#![allow(clippy::unwrap_used)]
// Integration tests for `Fleet` against wiremock-backed appliances.

use std::sync::Arc;
use std::time::Duration;

use pretty_assertions::assert_eq;
use serde_json::json;
use tokio_util::sync::CancellationToken;
use wiremock::matchers::{any, body_partial_json, header, method, path};
use wiremock::{Mock, MockServer, ResponseTemplate};

use pifleet_core::{
    ActionStatus, EntityKind, Fleet, FleetConfig, Instance, InstanceEdit, InstanceStatus,
    MemoryStore, NewInstance, Session, UNREACHABLE_MESSAGE,
};

// ── Helpers ─────────────────────────────────────────────────────────

type TestFleet = Fleet<Arc<MemoryStore>>;

fn fleet(instances: Vec<Instance>) -> (TestFleet, Arc<MemoryStore>) {
    let store = Arc::new(MemoryStore::new(instances));
    let fleet = Fleet::with_http_client(
        Arc::clone(&store),
        FleetConfig::default(),
        reqwest::Client::new(),
    );
    (fleet, store)
}

/// An instance that already holds session `sid` and is cached as active.
fn active(id: u32, name: &str, server: &MockServer, sid: &str) -> Instance {
    let mut instance = Instance::new(id, name, server.uri(), format!("key-{name}"));
    instance.activate(Session::new(sid, format!("csrf-{sid}")));
    instance
}

fn fresh(id: u32, name: &str, url: &str) -> Instance {
    Instance::new(id, name, url, format!("key-{name}"))
}

/// URL of a port nothing listens on.
fn closed_url() -> String {
    "http://127.0.0.1:1".to_owned()
}

async fn mount_session_valid(server: &MockServer, sid: &str) {
    Mock::given(method("GET"))
        .and(path("/api/auth"))
        .and(header("sid", sid))
        .respond_with(ResponseTemplate::new(200).set_body_json(json!({
            "session": { "valid": true }
        })))
        .mount(server)
        .await;
}

async fn mount_session_rejected(server: &MockServer) {
    Mock::given(method("GET"))
        .and(path("/api/auth"))
        .respond_with(ResponseTemplate::new(401))
        .mount(server)
        .await;
}

async fn mount_login(server: &MockServer, sid: &str) {
    Mock::given(method("POST"))
        .and(path("/api/auth"))
        .respond_with(ResponseTemplate::new(200).set_body_json(json!({
            "session": { "valid": true, "sid": sid, "csrf": format!("csrf-{sid}") }
        })))
        .mount(server)
        .await;
}

async fn mount_login_rejected(server: &MockServer) {
    Mock::given(method("POST"))
        .and(path("/api/auth"))
        .respond_with(ResponseTemplate::new(401))
        .mount(server)
        .await;
}

fn processed_ok() -> ResponseTemplate {
    ResponseTemplate::new(200).set_body_json(json!({
        "processed": { "success": [{ "item": "x" }], "errors": [] }
    }))
}

fn by_instance<'a>(statuses: &'a [ActionStatus], name: &str) -> &'a ActionStatus {
    statuses.iter().find(|s| s.instance == name).unwrap()
}

fn reference_ids(instances: &[Instance]) -> Vec<u32> {
    instances
        .iter()
        .filter(|i| i.is_reference)
        .map(|i| i.id)
        .collect()
}

// ── Session lifecycle ───────────────────────────────────────────────

#[tokio::test]
async fn test_ensure_authenticated_is_idempotent() {
    let server = MockServer::start().await;
    mount_session_valid(&server, "s1").await;
    Mock::given(method("POST"))
        .and(path("/api/auth"))
        .respond_with(ResponseTemplate::new(200))
        .expect(0)
        .mount(&server)
        .await;

    let (fleet, store) = fleet(vec![active(1, "a", &server, "s1")]);

    assert_eq!(fleet.ensure_authenticated(1).await.unwrap(), InstanceStatus::Active);
    assert_eq!(fleet.ensure_authenticated(1).await.unwrap(), InstanceStatus::Active);
    assert_eq!(store.writes(), 0);
}

#[tokio::test]
async fn test_rejected_session_triggers_login_and_persists() {
    let server = MockServer::start().await;
    mount_session_rejected(&server).await;
    mount_login(&server, "fresh").await;

    let (fleet, store) = fleet(vec![active(1, "a", &server, "stale")]);

    let instance = fleet.refresh_status(1).await.unwrap();
    assert_eq!(instance.status, InstanceStatus::Active);
    assert_eq!(instance.sid, "fresh");
    assert!(!instance.csrf.is_empty());

    let stored = store.snapshot().await;
    assert_eq!(stored[0].sid, "fresh");
    assert_eq!(store.writes(), 1);
}

#[tokio::test]
async fn test_fresh_instance_checks_session_before_login() {
    let server = MockServer::start().await;
    Mock::given(method("GET"))
        .and(path("/api/auth"))
        .respond_with(ResponseTemplate::new(401))
        .expect(1)
        .mount(&server)
        .await;
    Mock::given(method("POST"))
        .and(path("/api/auth"))
        .respond_with(ResponseTemplate::new(200).set_body_json(json!({
            "session": { "valid": true, "sid": "first", "csrf": "csrf-first" }
        })))
        .expect(1)
        .mount(&server)
        .await;

    let (fleet, store) = fleet(vec![fresh(1, "a", &server.uri())]);

    assert_eq!(fleet.ensure_authenticated(1).await.unwrap(), InstanceStatus::Active);
    assert_eq!(store.snapshot().await[0].sid, "first");
}

#[tokio::test]
async fn test_check_accepted_without_session_still_logs_in() {
    let server = MockServer::start().await;
    Mock::given(method("GET"))
        .and(path("/api/auth"))
        .respond_with(ResponseTemplate::new(200).set_body_json(json!({
            "session": { "valid": true }
        })))
        .expect(1)
        .mount(&server)
        .await;
    mount_login(&server, "granted").await;

    let (fleet, _store) = fleet(vec![fresh(1, "a", &server.uri())]);

    let instance = fleet.refresh_status(1).await.unwrap();
    assert_eq!(instance.status, InstanceStatus::Active);
    assert_eq!(instance.sid, "granted");
}

#[tokio::test]
async fn test_unauthorized_login_clears_session() {
    let server = MockServer::start().await;
    mount_session_rejected(&server).await;
    mount_login_rejected(&server).await;

    let (fleet, store) = fleet(vec![active(1, "a", &server, "stale")]);

    let instance = fleet.refresh_status(1).await.unwrap();
    assert_eq!(instance.status, InstanceStatus::Unauthorized);
    assert!(instance.sid.is_empty());
    assert!(instance.csrf.is_empty());
    assert_eq!(store.snapshot().await[0].status, InstanceStatus::Unauthorized);
}

#[tokio::test]
async fn test_server_error_on_login_is_unreachable() {
    let server = MockServer::start().await;
    mount_session_rejected(&server).await;
    Mock::given(method("POST"))
        .and(path("/api/auth"))
        .respond_with(ResponseTemplate::new(500))
        .mount(&server)
        .await;

    let (fleet, _store) = fleet(vec![active(1, "a", &server, "stale")]);

    let instance = fleet.refresh_status(1).await.unwrap();
    assert_eq!(instance.status, InstanceStatus::Unreachable);
    assert!(instance.sid.is_empty());
}

#[tokio::test]
async fn test_unknown_instance_is_not_found() {
    let (fleet, _store) = fleet(Vec::new());
    let err = fleet.ensure_authenticated(42).await.unwrap_err();
    assert!(matches!(err, pifleet_core::CoreError::InstanceNotFound { id: 42 }));
}

// ── Fleet-wide refresh ──────────────────────────────────────────────

#[tokio::test]
async fn test_refresh_all_without_changes_writes_nothing() {
    let a = MockServer::start().await;
    mount_session_valid(&a, "sa").await;

    let b = MockServer::start().await;
    mount_login_rejected(&b).await;
    let mut unauthorized = fresh(2, "b", &b.uri());
    unauthorized.status = InstanceStatus::Unauthorized;

    let unreachable = fresh(3, "c", &closed_url());

    let (fleet, store) = fleet(vec![active(1, "a", &a, "sa"), unauthorized, unreachable]);

    let instances = fleet.refresh_all().await.unwrap();
    assert_eq!(instances.len(), 3);
    assert_eq!(instances[0].status, InstanceStatus::Active);
    assert_eq!(instances[1].status, InstanceStatus::Unauthorized);
    assert_eq!(instances[2].status, InstanceStatus::Unreachable);
    assert_eq!(store.writes(), 0);
}

#[tokio::test]
async fn test_refresh_all_writes_once_for_several_changes() {
    let a = MockServer::start().await;
    mount_login(&a, "sa").await;
    let b = MockServer::start().await;
    mount_login(&b, "sb").await;

    let (fleet, store) = fleet(vec![fresh(1, "a", &a.uri()), fresh(2, "b", &b.uri())]);

    let instances = fleet.refresh_all().await.unwrap();
    assert!(instances.iter().all(|i| i.status == InstanceStatus::Active));
    assert_eq!(store.writes(), 1);

    let stored = store.snapshot().await;
    assert_eq!(stored[0].sid, "sa");
    assert_eq!(stored[1].sid, "sb");
}

// ── Actions ─────────────────────────────────────────────────────────

#[tokio::test]
async fn test_restart_short_circuits_when_not_active() {
    let server = MockServer::start().await;
    mount_login_rejected(&server).await;
    Mock::given(method("POST"))
        .and(path("/api/action/restartdns"))
        .respond_with(ResponseTemplate::new(200).set_body_json(json!({ "status": "ok" })))
        .expect(0)
        .mount(&server)
        .await;

    let (fleet, _store) = fleet(vec![fresh(1, "den", &server.uri())]);

    let status = fleet.restart(1).await;
    assert!(!status.success);
    assert_eq!(status.instance, "den");
    assert_eq!(status.message, UNREACHABLE_MESSAGE);
    assert_eq!(status.instance_status, Some(InstanceStatus::Unauthorized));
}

#[tokio::test]
async fn test_restart_requires_ok_body() {
    let server = MockServer::start().await;
    mount_session_valid(&server, "s1").await;
    Mock::given(method("POST"))
        .and(path("/api/action/restartdns"))
        .respond_with(ResponseTemplate::new(200).set_body_json(json!({ "took": 0.2 })))
        .mount(&server)
        .await;

    let (fleet, _store) = fleet(vec![active(1, "den", &server, "s1")]);

    let status = fleet.restart(1).await;
    assert!(!status.success);
    assert_eq!(status.message, "Failed to restart DNS");
}

#[tokio::test]
async fn test_restart_succeeds() {
    let server = MockServer::start().await;
    mount_session_valid(&server, "s1").await;
    Mock::given(method("POST"))
        .and(path("/api/action/restartdns"))
        .and(header("X-FTL-CSRF", "csrf-s1"))
        .respond_with(ResponseTemplate::new(200).set_body_json(json!({ "status": "ok" })))
        .expect(1)
        .mount(&server)
        .await;

    let (fleet, _store) = fleet(vec![active(1, "den", &server, "s1")]);

    let status = fleet.restart(1).await;
    assert!(status.success);
    assert_eq!(status.message, "DNS restarted successfully");
    assert_eq!(status.instance_status, Some(InstanceStatus::Active));
}

#[tokio::test]
async fn test_pause_is_attempted_even_when_not_active() {
    let server = MockServer::start().await;
    mount_login_rejected(&server).await;
    Mock::given(method("POST"))
        .and(path("/api/dns/blocking"))
        .respond_with(ResponseTemplate::new(401))
        .expect(1)
        .mount(&server)
        .await;

    let (fleet, _store) = fleet(vec![fresh(1, "den", &server.uri())]);

    let status = fleet.pause(1, 300).await;
    assert!(!status.success);
    assert_eq!(status.message, "Failed to pause DNS blocking for 5 minutes");
}

#[tokio::test]
async fn test_pause_all_fans_out() {
    let a = MockServer::start().await;
    mount_session_valid(&a, "sa").await;
    Mock::given(method("POST"))
        .and(path("/api/dns/blocking"))
        .and(body_partial_json(json!({ "blocking": false, "timer": 60 })))
        .respond_with(ResponseTemplate::new(200))
        .expect(1)
        .mount(&a)
        .await;

    let b = MockServer::start().await;
    mount_session_valid(&b, "sb").await;
    Mock::given(method("POST"))
        .and(path("/api/dns/blocking"))
        .respond_with(ResponseTemplate::new(400))
        .expect(1)
        .mount(&b)
        .await;

    let (fleet, _store) = fleet(vec![active(1, "a", &a, "sa"), active(2, "b", &b, "sb")]);

    let statuses = fleet.pause_all(60).await;
    assert_eq!(statuses.len(), 2);
    assert!(by_instance(&statuses, "a").success);
    assert_eq!(
        by_instance(&statuses, "a").message,
        "DNS blocking paused successfully for 1 minute"
    );
    assert!(!by_instance(&statuses, "b").success);
}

##########

### Problem to work on
Starting at the first line of the data above, please restate word for word every line up to and including the one that holds "fn active(id: u32, name: &str, server: &MockServer, sid: &str)", and add nothing else.

### Answer to the problem
#![allow(clippy::unwrap_used)]
// Integration tests for `Fleet` against wiremock-backed appliances.

use std::sync::Arc;
use std::time::Duration;

use pretty_assertions::assert_eq;
use serde_json::json;
use tokio_util::sync::CancellationToken;
use wiremock::matchers::{any, body_partial_json, header, method, path};
use wiremock::{Mock, MockServer, ResponseTemplate};

use pifleet_core::{
    ActionStatus, EntityKind, Fleet, FleetConfig, Instance, InstanceEdit, InstanceStatus,
    MemoryStore, NewInstance, Session, UNREACHABLE_MESSAGE,
};

// ── Helpers ─────────────────────────────────────────────────────────

type TestFleet = Fleet<Arc<MemoryStore>>;

fn fleet(instances: Vec<Instance>) -> (TestFleet, Arc<MemoryStore>) {
    let store = Arc::new(MemoryStore::new(instances));
    let fleet = Fleet::with_http_client(
        Arc::clone(&store),
        FleetConfig::default(),
        reqwest::Client::new(),
    );
    (fleet, store)
}

/// An instance that already holds session `sid` and is cached as active.
fn active(id: u32, name: &str, server: &MockServer, sid: &str) -> Instance {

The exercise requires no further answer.